What to do: In the material below, some lines carry "gravity". Copy each such line.

== Segment start ==

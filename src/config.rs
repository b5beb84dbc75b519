/// Tunable constants for one run.
///
/// Everything the simulation needs to know about the playing field, the
/// physics and the difficulty ramp lives here so that sessions never reach
/// for globals.  `GameConfig::default()` reproduces the classic game.

use crate::error::ConfigError;

#[derive(Clone, Debug, PartialEq)]
pub struct GameConfig {
    // ── Field ────────────────────────────────────────────────────────────────
    pub field_width: f64,
    pub field_height: f64,
    /// Resting y of the player (top edge of the sprite).
    pub ground_level: f64,

    // ── Sizes ────────────────────────────────────────────────────────────────
    pub player_x: f64,
    pub player_size: f64,
    pub obstacle_size: f64,
    pub bird_size: f64,

    // ── Player physics (units per tick) ──────────────────────────────────────
    pub gravity: f64,
    pub jump_impulse: f64,
    pub trail_len: usize,
    pub trail_scroll: f64,

    // ── Flying hazard motion ─────────────────────────────────────────────────
    pub bird_amplitude: f64,
    pub bird_phase_step: f64,

    // ── Difficulty ramp ──────────────────────────────────────────────────────
    pub base_speed: f64,
    pub speed_step: f64,
    pub score_interval_ms: u64,
    pub speed_interval_ms: u64,
    pub spawn_base_ms: f64,
    pub spawn_speed_factor: f64,
    pub spawn_floor_ms: f64,

    /// Drop hazards once they have fully scrolled past the left edge.
    pub prune_offscreen: bool,
}

impl Default for GameConfig {
    fn default() -> Self {
        GameConfig {
            field_width: 800.0,
            field_height: 400.0,
            ground_level: 300.0,
            player_x: 50.0,
            player_size: 80.0,
            obstacle_size: 40.0,
            bird_size: 40.0,
            gravity: 1.0,
            jump_impulse: -20.0,
            trail_len: 20,
            trail_scroll: 5.0,
            bird_amplitude: 1.5,
            bird_phase_step: 0.1,
            base_speed: 5.0,
            speed_step: 0.1,
            score_interval_ms: 100,
            speed_interval_ms: 1000,
            spawn_base_ms: 2000.0,
            spawn_speed_factor: 20.0,
            spawn_floor_ms: 500.0,
            prune_offscreen: true,
        }
    }
}

fn positive(name: &'static str, value: f64) -> Result<(), ConfigError> {
    if value.is_finite() && value > 0.0 {
        Ok(())
    } else {
        Err(ConfigError::NotPositive { name, value })
    }
}

fn finite(name: &'static str, value: f64) -> Result<(), ConfigError> {
    if value.is_finite() {
        Ok(())
    } else {
        Err(ConfigError::NotFinite { name, value })
    }
}

impl GameConfig {
    /// Top of the green ground band (the player's feet when grounded).
    pub fn ground_top(&self) -> f64 {
        self.ground_level + self.player_size
    }

    /// Baseline the flying hazard oscillates around.
    pub fn bird_baseline(&self) -> f64 {
        self.ground_level - self.player_size
    }

    pub fn validate(&self) -> Result<(), ConfigError> {
        positive("field width", self.field_width)?;
        positive("field height", self.field_height)?;
        positive("player size", self.player_size)?;
        positive("obstacle size", self.obstacle_size)?;
        positive("bird size", self.bird_size)?;
        positive("gravity", self.gravity)?;
        positive("base speed", self.base_speed)?;
        positive("spawn floor", self.spawn_floor_ms)?;

        finite("ground level", self.ground_level)?;
        finite("player x", self.player_x)?;
        finite("trail scroll", self.trail_scroll)?;
        finite("bird amplitude", self.bird_amplitude)?;
        finite("bird phase step", self.bird_phase_step)?;
        finite("speed step", self.speed_step)?;
        finite("spawn base", self.spawn_base_ms)?;
        finite("spawn speed factor", self.spawn_speed_factor)?;

        if !self.jump_impulse.is_finite() || self.jump_impulse >= 0.0 {
            return Err(ConfigError::JumpImpulse(self.jump_impulse));
        }
        if self.trail_len == 0 {
            return Err(ConfigError::EmptyTrail);
        }
        if self.score_interval_ms == 0 {
            return Err(ConfigError::ZeroInterval { name: "score" });
        }
        if self.speed_interval_ms == 0 {
            return Err(ConfigError::ZeroInterval { name: "speed" });
        }
        if self.ground_top() > self.field_height {
            return Err(ConfigError::GroundOutsideField {
                ground_top: self.ground_top(),
                field_height: self.field_height,
            });
        }
        Ok(())
    }
}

== Segment end ==

Answer to the exercise:
    pub gravity: f64,
            gravity: 1.0,
        positive("gravity", self.gravity)?;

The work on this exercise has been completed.